Capitol News By Meghan Boyer

There is activity in each of the branches of government that can affect the green industry, even if the issues do not specifically involve floriculture. This month, immigration reform, interests rates and a pending Supreme Court ruling are making headlines across the nation.

Immigration Reform Debate

Since early March, immigration reform has dominated the headlines, spurring heated debate, nationwide protests and media attention. The outcome of the debate is paramount for growers who use immigrant labor to supplement their workforces. Currently, the H-2B visa category allows U.S. employers in industries with peak load, seasonal or intermittent needs to augment their existing labor force with temporary workers.

The proposed bill that industry organizations are backing, introduced by Sen. Arlen Specter (R-PA), is referred to as the "Chairman's Mark." It has three major components: 1) Security and enforcement enhancements, including a phased-in requirement for employers to electronically verify the eligibility of prospective employees. 2) A temporary worker program known as H-2C, which would allow foreign guest workers to fill mostly non-agricultural jobs for a three-year term, renewable once. 3) Acknowledgement of the undocumented workforce by allowing most undocumented workers a chance to obtain a non-immigrant visa to stay and continue working indefinitely, subject to conditions.

A compromise reached between Senate parties on April 6, 2006, separates illegal immigrants into three groups: "Illegal immigrants here more than five years could work for six years and apply for legal permanent residency without having to leave the country. Those here two years to five years would have to go to border entry points sometime in the next three years, but could immediately return as temporary workers. Those here less than two years would have to leave and wait in line for visas to return," stated the Associated Press. President Bush expressed his support of the compromise proposal.

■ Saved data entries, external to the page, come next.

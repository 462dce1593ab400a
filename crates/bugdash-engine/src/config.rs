//! Engine configuration.
//!
//! `LoopConfig` is all the loop controller needs and is usable headless.
//! `EngineConfig` adds what the windowed host needs on top of it, including
//! the `GpuConfig` of the device and presenter.

use std::time::Duration;

use crate::logging::LoggingConfig;
use crate::paint::Rgba8;

/// Loop controller settings.
#[derive(Debug, Clone)]
pub struct LoopConfig {
    /// Render surface width in pixels.
    pub surface_width: u32,
    /// Render surface height in pixels.
    pub surface_height: u32,
    /// Color the surface is cleared to before every render phase.
    /// `None` leaves the previous frame in place.
    pub clear_color: Option<Rgba8>,
    /// Upper bound for a single frame's delta. Unbounded when `None`.
    pub max_frame_delta: Option<Duration>,
}

impl Default for LoopConfig {
    fn default() -> Self {
        Self {
            surface_width: 808,
            surface_height: 808,
            clear_color: Some(Rgba8::WHITE),
            max_frame_delta: None,
        }
    }
}

impl LoopConfig {
    pub fn surface_size(mut self, width: u32, height: u32) -> Self {
        self.surface_width = width.max(1);
        self.surface_height = height.max(1);
        self
    }

    pub fn clear_color(mut self, color: Option<Rgba8>) -> Self {
        self.clear_color = color;
        self
    }

    pub fn max_frame_delta(mut self, max: Duration) -> Self {
        self.max_frame_delta = Some(max);
        self
    }
}

/// Display settings of the windowed host.
#[derive(Debug, Clone)]
pub struct GpuConfig {
    /// Present mode. FIFO paces ticks to the display refresh; unsupported
    /// modes fall back to FIFO.
    pub present_mode: wgpu::PresentMode,
    /// Prefer an sRGB swapchain so surface pixels reach the screen unchanged.
    pub prefer_srgb: bool,
    pub alpha_mode: Option<wgpu::CompositeAlphaMode>,
    pub power_preference: wgpu::PowerPreference,
    /// Filter used when the blit scales the surface to the window.
    /// `Nearest` keeps sprite edges sharp.
    pub blit_filter: wgpu::FilterMode,
    /// Hint for the swapchain's frame latency.
    pub max_frame_latency: u32,
}

impl Default for GpuConfig {
    fn default() -> Self {
        Self {
            present_mode: wgpu::PresentMode::Fifo,
            prefer_srgb: true,
            alpha_mode: None,
            power_preference: wgpu::PowerPreference::LowPower,
            blit_filter: wgpu::FilterMode::Nearest,
            max_frame_latency: 2,
        }
    }
}

impl GpuConfig {
    /// FIFO when on; otherwise `AutoNoVsync`, which ticks as fast as frames
    /// can be presented.
    pub fn vsync(mut self, on: bool) -> Self {
        self.present_mode = if on {
            wgpu::PresentMode::Fifo
        } else {
            wgpu::PresentMode::AutoNoVsync
        };
        self
    }

    /// Linear filtering for a window larger or smaller than the surface.
    pub fn smooth_scaling(mut self, on: bool) -> Self {
        self.blit_filter = if on { wgpu::FilterMode::Linear } else { wgpu::FilterMode::Nearest };
        self
    }
}

/// Windowed host settings.
#[derive(Debug, Clone)]
pub struct EngineConfig {
    pub title: String,
    pub loop_config: LoopConfig,
    pub gpu: GpuConfig,
    pub logging: LoggingConfig,
}

impl Default for EngineConfig {
    fn default() -> Self {
        Self {
            title: "bugdash".to_string(),
            loop_config: LoopConfig::default(),
            gpu: GpuConfig::default(),
            logging: LoggingConfig::default(),
        }
    }
}

impl EngineConfig {
    pub fn new(title: impl Into<String>) -> Self {
        Self { title: title.into(), ..Self::default() }
    }

    pub fn surface_size(mut self, width: u32, height: u32) -> Self {
        self.loop_config = self.loop_config.surface_size(width, height);
        self
    }

    pub fn clear_color(mut self, color: Option<Rgba8>) -> Self {
        self.loop_config = self.loop_config.clear_color(color);
        self
    }

    pub fn max_frame_delta(mut self, max: Duration) -> Self {
        self.loop_config = self.loop_config.max_frame_delta(max);
        self
    }

    pub fn gpu(mut self, gpu: GpuConfig) -> Self {
        self.gpu = gpu;
        self
    }

    pub fn logging(mut self, logging: LoggingConfig) -> Self {
        self.logging = logging;
        self
    }
}

#[cfg(test)]
mod tests {
    use super::*;

    #[test]
    fn defaults_match_board_size() {
        let cfg = EngineConfig::default();
        assert_eq!(cfg.title, "bugdash");
        assert_eq!((cfg.loop_config.surface_width, cfg.loop_config.surface_height), (808, 808));
        assert_eq!(cfg.loop_config.clear_color, Some(Rgba8::WHITE));
        assert!(cfg.loop_config.max_frame_delta.is_none());
        assert_eq!(cfg.gpu.present_mode, wgpu::PresentMode::Fifo);
        assert_eq!(cfg.gpu.blit_filter, wgpu::FilterMode::Nearest);
    }

    #[test]
    fn gpu_builder_switches_pacing_and_filter() {
        let gpu = GpuConfig::default().vsync(false).smooth_scaling(true);
        assert_eq!(gpu.present_mode, wgpu::PresentMode::AutoNoVsync);
        assert_eq!(gpu.blit_filter, wgpu::FilterMode::Linear);

        let cfg = EngineConfig::new("demo").gpu(gpu.vsync(true));
        assert_eq!(cfg.gpu.present_mode, wgpu::PresentMode::Fifo);
        assert_eq!(cfg.gpu.blit_filter, wgpu::FilterMode::Linear);
    }

    #[test]
    fn builder_updates_loop_settings() {
        let cfg = EngineConfig::new("demo")
            .surface_size(0, 240)
            .clear_color(None)
            .max_frame_delta(Duration::from_millis(100));

        assert_eq!(cfg.title, "demo");
        assert_eq!(cfg.loop_config.surface_width, 1);
        assert_eq!(cfg.loop_config.surface_height, 240);
        assert_eq!(cfg.loop_config.clear_color, None);
        assert_eq!(cfg.loop_config.max_frame_delta, Some(Duration::from_millis(100)));
    }
}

At press time, the bill remains in the Senate while members are recessed for the Passover/Easter holiday. Upon their return, should Senate leaders get the 60 votes necessary to advance the bill, it will move to a conference committee to resolve differences with a House version. Recently, Senate and House Republican leaders Bill Frist (R-TN) and Dennis Hastert (R-IL) indicated they would like a provision that makes illegal immigration a felony dropped from the bill.

If enacted, the immigration reform bill could prove problematic to execute. "Among other things, it places a tremendous burden of documentation and verification on millions of immigrants themselves, the federal bureaucracy and employers," the Wall Street Journal explained in a recent issue.

Interest Rates Rising

The Federal Reserve recently raised short- and long-term interest rates, a move that is pushing up the cost of business and consumer loans. Even a small increase can raise monthly payments by hundreds of dollars.

Ben Bernanke increased short-term rates one-fourth of a point — from 41Ú2 to 43Ú4 percent — on March 28 during his first policy meeting as the new Federal Reserve chairman. The increase is the Fed's fifteenth consecutive quarter-point raise since June 2004.

The statement released after the meeting stated, "some further policy firming may be needed to keep" growth and inflation risks "roughly in balance." The Fed indicated that the statement's language is intended to keep options open and does not imply that rates will rise in the future.

Roughly a week later, long-term interest rates rose on April 3. The foundation for long-term rates is the yield on the 10-year U.S. Treasury note; it rose as high as 4.905 percent. The upturn is partly due to economic growth in the United States and abroad, reported the Wall Street Journal. While the Fed controls short-term interest rates, it exerts less influence over long-term rates; other factors affect them, including expectations about inflation and investor demand for bonds.

Verdict Watch

Small-business advocates have been watching the Supreme Court case of Rapanos v. U.S. Army Corps of Engineers closely, especially with new jurists John Roberts and Samuel Alito now seated. The outcome of the case "…in favor of the feds probably would expand the government's authority to regulate construction, making building of all sorts — commercial, industrial and residential — more costly. The decision also will be viewed as a key indicator of the court's broader attitude toward property rights," reported Fortune Small Business magazine.

The case concerns John Rapanos who started clearing a 200-acre plot in Midland, Mich., to build a shopping center. He was working on what his lawyer calls a lot of dry, sandy land. State and federal agencies objected to Rapanos' actions because he did not possess a wetlands permit.

The land is 20 miles from the nearest navigable water source, the Kawkawlin River, though a man-made drain on the property connects to a creek that flows to the river. Federal officials claimed a "hydraulic connection" to the river, reported Fortune Small Business.

At trial, Rapanos was found criminally negligent of violating the U.S. Clean Water Act of 1972. He appealed to the Supreme Court, which heard the case in late February. "The developer argues that the federal government is abusing its authority to protect the environment. If the government prevails, his lawyers say, 'every puddle will have the full protection of the federal government,'" reported Fortune Small Business. A verdict is still pending.